The drive train of the future
Regulations intended to reduce the CO2 emissions generated by road traffic are being introduced in virtually all major automotive markets around the world. Electromobility has a key role to play in complying with this legislation, as it essentially requires all vehicles to become significantly more efficient. In cooperation with the Aachen research association for automotive engineering (fka), GMH Gruppe has been taking a closer look at the markets, not only within the European Union and the USA, but also in Japan and China. With 56.57 million new car registrations in 2015 alone, these regions make up around 80 per cent of the world’s automotive market.
So how much CO2 is still permitted?
The mass-based limits for 2015 and 2021 have already been set in a resolution passed by the European Union. The stipulation of 130 g CO2/km has been achieved as a target value by many automotive manufacturers. On the other hand, the target value of 95 g CO2/km is proving to be a major challenge for OEMs. If nothing else, the recent boom in SUVs is making life difficult for manufacturers in this regard. This trend is not only driven by consumer demand but is also heavily promoted by the manufacturers. If these targets are not met in the next three to four years, things are going to get expensive. The EU has threatened manufacturers with severe penalties for every extra gram of CO2 above the limit. Furthermore, legislative bodies are already in talks about new target values.
Many automotive manufacturers are currently working on ways to continue improving existing drive concepts. Their objectives here are twofold. On the one hand, they are aiming to meet the requirements set by the EU. On the other hand, they want to keep their customers happy, as increasing SUV sales figures indicate a clear trend towards larger, more comfortable vehicles.
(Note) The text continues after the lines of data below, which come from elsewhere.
//! Integration tests for the first-stage write path: append through
//! rollover to committed staging files, plus crash recovery through the
//! rollover log.

use std::collections::BTreeSet;
use std::path::Path;

use tempfile::TempDir;
use uuid::Uuid;

use tidemark::{
    Error, FirstStageWriter, FirstStageWriterSettings, RolloverLog, RolloverState, SampleKey,
    SampleValue, StagingFile,
};

fn make_settings(root: &Path) -> FirstStageWriterSettings {
    let mut settings = FirstStageWriterSettings::new(root.join("stage")).unwrap();
    settings.log_mut().set_log_path(root.join("logs")).unwrap();
    settings.set_block_size(512);
    settings.set_rollover_size_mb(1);
    settings.set_maximum_allowed_mb(1);
    // Keep the time trigger out of these tests.
    settings.set_rollover_interval_ms(60_000);
    settings
}

fn append_samples(
    writer: &mut FirstStageWriter<SampleKey, SampleValue>,
    range: std::ops::Range<u64>,
) {
    for n in range {
        writer
            .append(SampleKey::new(n, 1), SampleValue::new(0, n as f64))
            .unwrap();
    }
}

/// Parses the GUID out of a `[prefix " "] GUID extension` file name.
fn generation_id(path: &Path, prefix: &str, extension: &str) -> Uuid {
    let name = path.file_name().unwrap().to_str().unwrap();
    let stem = name
        .strip_prefix(&format!("{prefix} "))
        .unwrap_or_else(|| panic!("{name} does not carry the {prefix:?} prefix"));
    let stem = stem
        .strip_suffix(extension)
        .unwrap_or_else(|| panic!("{name} does not carry the {extension:?} extension"));
    Uuid::parse_str(stem).unwrap_or_else(|_| panic!("{name} does not carry a GUID"))
}

#[test]
fn test_end_to_end_rollover_pipeline() {
    const TOTAL: u64 = 80_000;

    let root = TempDir::new().unwrap();
    let settings = make_settings(root.path());
    let mut writer: FirstStageWriter<SampleKey, SampleValue> =
        FirstStageWriter::new(settings.clone()).unwrap();

    // Roughly 2.5 MiB of tree against a 1 MiB rollover trigger and a 1 MiB
    // backpressure ceiling, so appends cross both at least once.
    append_samples(&mut writer, 0..TOTAL);
    writer.flush().unwrap();
    writer.wait_idle().unwrap();

    assert_eq!(writer.buffered_len(), 0);
    assert_eq!(writer.in_flight_bytes(), 0);
    assert!(writer.log().pending().is_empty());

    let committed = writer.log().committed();
    assert!(committed.len() >= 2, "expected multiple rollovers");

    // Every staging file carries the GUID of its log entry.
    for entry in &committed {
        assert_eq!(
            generation_id(entry.staging_file(), "Stage1", ".stage1"),
            entry.id()
        );
    }

    // The union of all committed staging files is exactly the appended data.
    let mut recovered_keys = BTreeSet::new();
    let mut total_records = 0u64;
    for entry in &committed {
        let staging: StagingFile<SampleKey, SampleValue> =
            StagingFile::open(entry.staging_file()).unwrap();
        total_records += staging.len();
        for item in staging.iter() {
            let (key, value) = item.unwrap();
            assert_eq!(value, SampleValue::new(0, key.timestamp as f64));
            assert!(recovered_keys.insert(key), "key {key:?} appears twice");
        }
    }
    assert_eq!(total_records, TOTAL);
    assert_eq!(
        recovered_keys.iter().map(|k| k.timestamp).collect::<Vec<_>>(),
        (0..TOTAL).collect::<Vec<_>>()
    );

    writer.shutdown().unwrap();
}

#[test]
fn test_size_trigger_fires_once_past_threshold() {
    const TOTAL: u64 = 20_000;

    let root = TempDir::new().unwrap();
    let mut writer: FirstStageWriter<SampleKey, SampleValue> =
        FirstStageWriter::new(make_settings(root.path())).unwrap();

    append_samples(&mut writer, 0..TOTAL);
    writer.wait_idle().unwrap();

    let committed = writer.log().committed();
    assert_eq!(committed.len(), 1, "expected exactly one size rollover");

    let staging: StagingFile<SampleKey, SampleValue> =
        StagingFile::open(committed[0].staging_file()).unwrap();
    assert_eq!(staging.len() + writer.buffered_len(), TOTAL);

    writer.shutdown().unwrap();
}

#[test]
fn test_backpressure_blocks_until_in_flight_drains() {
    const TOTAL: u64 = 15_000;

    let root = TempDir::new().unwrap();
    let mut writer: FirstStageWriter<SampleKey, SampleValue> =
        FirstStageWriter::new(make_settings(root.path())).unwrap();

    // Past the 1 MiB rollover trigger: the frozen buffer alone reaches the
    // 1 MiB ceiling.
    append_samples(&mut writer, 0..TOTAL);
    let rolled = writer.in_flight_bytes() > 0 || !writer.log().committed().is_empty();
    assert!(rolled, "size trigger never froze the buffer");

    // With the whole ceiling in flight, this append may only proceed once
    // the rollover completes and frees the capacity, so its return proves
    // the in-flight bytes drained.
    writer
        .append(SampleKey::new(TOTAL, 1), SampleValue::new(0, TOTAL as f64))
        .unwrap();
    assert_eq!(writer.in_flight_bytes(), 0);
    assert_eq!(writer.log().committed().len(), 1);
    assert!(writer.log().pending().is_empty());

    writer.shutdown().unwrap();
}

#[test]
fn test_rollover_failure_surfaces_to_a_later_append() {
    let root = TempDir::new().unwrap();
    let mut writer: FirstStageWriter<SampleKey, SampleValue> =
        FirstStageWriter::new(make_settings(root.path())).unwrap();

    // With the staging directory gone, the next rollover cannot create its
    // file; the failure must reach a foreground append, including one
    // blocked on the backpressure ceiling.
    std::fs::remove_dir_all(root.path().join("stage")).unwrap();

    let mut failed = None;
    for n in 0..30_000u64 {
        if let Err(err) = writer.append(SampleKey::new(n, 1), SampleValue::new(0, n as f64)) {
            failed = Some(err);
            break;
        }
    }
    let err = failed.expect("rollover failure never surfaced to an append");
    assert!(matches!(err, Error::Io(_)));
    assert!(writer.log().committed().is_empty());
    assert_eq!(writer.in_flight_bytes(), 0);

    // The interrupted generation stays Pending in the log; nothing was
    // committed behind the failure.
    assert_eq!(writer.log().pending().len(), 1);
    writer.shutdown().unwrap();
}

#[test]
fn test_recovery_distinguishes_pending_from_committed() {
    let root = TempDir::new().unwrap();
    let settings = make_settings(root.path());

    // A clean run leaves committed entries behind.
    {
        let mut writer: FirstStageWriter<SampleKey, SampleValue> =
            FirstStageWriter::new(settings.clone()).unwrap();
        append_samples(&mut writer, 0..200);
        writer.flush().unwrap();
        writer.wait_idle().unwrap();
        writer.shutdown().unwrap();
    }

    let recovered = RolloverLog::recover(settings.log()).unwrap();
    assert_eq!(recovered.len(), 1);
    assert_eq!(recovered[0].state(), RolloverState::Committed);
    assert!(RolloverLog::recover_pending(settings.log())
        .unwrap()
        .is_empty());

    // The committed staging file survives recovery readable.
    let staging: StagingFile<SampleKey, SampleValue> =
        StagingFile::open(recovered[0].staging_file()).unwrap();
    assert_eq!(staging.len(), 200);

    // Simulate a crash mid-rollover: a Pending entry whose staging file
    // exists, and one whose staging file was never written.
    let log = RolloverLog::new(settings.log().clone()).unwrap();
    let interrupted = Uuid::new_v4();
    log.create_pending(interrupted, recovered[0].staging_file().clone())
        .unwrap();
    log.create_pending(Uuid::new_v4(), root.path().join("stage/never-written.stage1"))
        .unwrap();

    let pending = RolloverLog::recover_pending(settings.log()).unwrap();
    assert_eq!(pending.len(), 1);
    assert_eq!(pending[0].id(), interrupted);
    assert_eq!(pending[0].state(), RolloverState::Pending);
}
Electromobility and other technology topics
Our streets are now home to micro-hybrid, plug-in hybrid and battery electric vehicles. Those featuring conventional combustion engines – the micro-hybrids – currently have the greatest market relevance. When it comes to new requirements and influences on components within the drive train and its primary materials, no significant changes are expected in this sector. Nevertheless, the increase in hybridisation means that manufacturers are going to need to adjust to unavoidable changes.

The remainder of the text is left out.